- **AIM OF THE TASK**: Report, from the records below, every line where the word "SurveyOutcome" appears.

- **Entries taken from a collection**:
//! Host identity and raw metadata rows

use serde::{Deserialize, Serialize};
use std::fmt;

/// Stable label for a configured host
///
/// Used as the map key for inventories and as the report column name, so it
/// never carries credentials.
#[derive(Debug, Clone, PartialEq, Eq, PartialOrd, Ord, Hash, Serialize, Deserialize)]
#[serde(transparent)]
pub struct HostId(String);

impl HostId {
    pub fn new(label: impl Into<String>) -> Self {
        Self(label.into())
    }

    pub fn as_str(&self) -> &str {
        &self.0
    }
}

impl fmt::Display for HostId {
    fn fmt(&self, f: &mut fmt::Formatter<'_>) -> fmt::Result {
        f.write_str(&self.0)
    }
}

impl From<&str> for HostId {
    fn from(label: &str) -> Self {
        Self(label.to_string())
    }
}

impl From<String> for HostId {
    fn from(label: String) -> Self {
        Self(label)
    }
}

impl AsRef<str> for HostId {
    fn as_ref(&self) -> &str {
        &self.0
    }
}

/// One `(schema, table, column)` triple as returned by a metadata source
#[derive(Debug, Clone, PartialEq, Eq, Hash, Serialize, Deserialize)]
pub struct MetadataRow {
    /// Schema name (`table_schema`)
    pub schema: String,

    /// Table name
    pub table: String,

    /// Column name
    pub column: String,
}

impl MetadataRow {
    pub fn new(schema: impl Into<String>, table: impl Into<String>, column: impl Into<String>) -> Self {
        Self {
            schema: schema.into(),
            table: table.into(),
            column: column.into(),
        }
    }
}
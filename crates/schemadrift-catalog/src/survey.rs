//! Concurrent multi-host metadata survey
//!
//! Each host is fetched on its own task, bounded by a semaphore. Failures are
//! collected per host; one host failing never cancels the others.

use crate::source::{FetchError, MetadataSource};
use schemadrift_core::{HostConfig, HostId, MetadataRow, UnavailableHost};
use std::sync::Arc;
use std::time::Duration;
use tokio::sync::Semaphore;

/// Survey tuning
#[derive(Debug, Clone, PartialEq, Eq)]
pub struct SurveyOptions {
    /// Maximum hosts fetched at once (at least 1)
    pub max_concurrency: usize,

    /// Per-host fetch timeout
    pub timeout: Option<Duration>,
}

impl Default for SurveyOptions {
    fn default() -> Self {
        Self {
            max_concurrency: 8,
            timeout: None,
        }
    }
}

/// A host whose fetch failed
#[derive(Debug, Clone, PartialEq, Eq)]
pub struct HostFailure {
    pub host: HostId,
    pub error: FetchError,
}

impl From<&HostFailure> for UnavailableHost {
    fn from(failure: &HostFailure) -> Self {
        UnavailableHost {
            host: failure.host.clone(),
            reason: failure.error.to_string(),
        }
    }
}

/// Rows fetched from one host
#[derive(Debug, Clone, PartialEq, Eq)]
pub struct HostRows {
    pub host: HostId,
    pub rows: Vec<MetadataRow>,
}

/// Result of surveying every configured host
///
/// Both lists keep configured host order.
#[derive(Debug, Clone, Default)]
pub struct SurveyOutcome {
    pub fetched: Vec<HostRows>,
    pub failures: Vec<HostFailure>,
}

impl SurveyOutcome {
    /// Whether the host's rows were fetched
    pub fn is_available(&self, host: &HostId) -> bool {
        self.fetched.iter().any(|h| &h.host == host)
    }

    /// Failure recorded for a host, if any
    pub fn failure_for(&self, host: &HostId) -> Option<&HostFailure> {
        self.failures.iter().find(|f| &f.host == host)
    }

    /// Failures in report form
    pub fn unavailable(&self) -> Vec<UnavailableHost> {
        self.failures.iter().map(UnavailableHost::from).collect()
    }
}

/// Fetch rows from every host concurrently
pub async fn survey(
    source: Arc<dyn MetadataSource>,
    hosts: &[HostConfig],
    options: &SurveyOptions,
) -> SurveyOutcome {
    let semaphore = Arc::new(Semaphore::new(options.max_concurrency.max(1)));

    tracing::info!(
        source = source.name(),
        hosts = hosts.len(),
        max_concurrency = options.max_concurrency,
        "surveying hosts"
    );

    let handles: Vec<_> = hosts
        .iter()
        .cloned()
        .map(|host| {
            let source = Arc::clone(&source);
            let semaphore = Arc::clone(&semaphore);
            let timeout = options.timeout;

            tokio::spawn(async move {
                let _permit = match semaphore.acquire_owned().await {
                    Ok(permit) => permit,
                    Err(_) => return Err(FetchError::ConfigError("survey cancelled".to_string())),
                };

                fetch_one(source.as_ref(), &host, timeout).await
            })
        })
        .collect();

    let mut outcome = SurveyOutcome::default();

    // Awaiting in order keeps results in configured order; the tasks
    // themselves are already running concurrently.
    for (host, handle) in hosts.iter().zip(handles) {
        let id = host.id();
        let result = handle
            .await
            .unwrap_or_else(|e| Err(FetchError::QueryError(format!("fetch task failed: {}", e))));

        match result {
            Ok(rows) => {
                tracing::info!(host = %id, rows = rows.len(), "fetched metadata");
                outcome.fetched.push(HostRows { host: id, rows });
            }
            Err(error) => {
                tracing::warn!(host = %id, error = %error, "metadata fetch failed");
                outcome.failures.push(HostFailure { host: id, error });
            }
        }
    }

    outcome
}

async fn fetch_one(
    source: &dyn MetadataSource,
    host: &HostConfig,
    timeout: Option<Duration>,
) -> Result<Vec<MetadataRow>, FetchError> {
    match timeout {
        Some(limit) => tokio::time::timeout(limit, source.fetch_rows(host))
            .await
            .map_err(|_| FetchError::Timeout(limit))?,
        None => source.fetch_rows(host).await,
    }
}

- **SOLUTION**:
pub struct SurveyOutcome {
impl SurveyOutcome {
) -> SurveyOutcome {
    let mut outcome = SurveyOutcome::default();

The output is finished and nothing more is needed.